インドネシア サッカー暴動 大統領が現場視察“真相究明徹底”

インドネシアのジョコ大統領は、大規模な混乱が起きた東ジャワ州のサッカースタジアムを5日視察し、真相究明を徹底すると強調しました。また、警察はこれまでに131人の死亡が確認されたと発表しました。

インドネシアの東ジャワ州マラン県では今月1日、プロサッカーリーグの試合のあと、負けたチームのサポーターの一部がグラウンドに入り込み、大規模な混乱となりました。

これに対して、警察が催涙ガスを発射したためパニックになった観客が折り重なるように倒れるなどして、警察によりますとこれまでに131人の死亡が確認されました。
インドネシアのジョコ大統領は5日現地でけがをした人たちが手当てを受けている病院を訪れたほか、現場のスタジアムを視察しました。

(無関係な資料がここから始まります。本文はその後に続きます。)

pub mod activities;
pub mod cluster;
pub mod config;
pub mod errors;
pub mod host;
pub mod identity;
pub mod orchestrator;
pub mod policy;
pub mod request;

pub use errors::TeardownError;
pub use host::{DurableHost, RunId, RunOptions};
pub use orchestrator::TeardownOutcome;
pub use request::TeardownRequest;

ジョコ大統領は現地で行った演説の中で、スタジアムの出口が施錠されていたことなどが犠牲を拡大させた可能性があるという見方を示しました。

そして「何事も隠蔽せず、誤った行為をした者は処分し、もし犯罪行為に関与した者がいれば処罰する」と述べて、真相究明を徹底すると強調しました。

インドネシア国内では催涙ガスを使った警察の対応は過剰だったとして、政府や警察などへの批判が強まっていて、インドネシア政府は対応に追われています。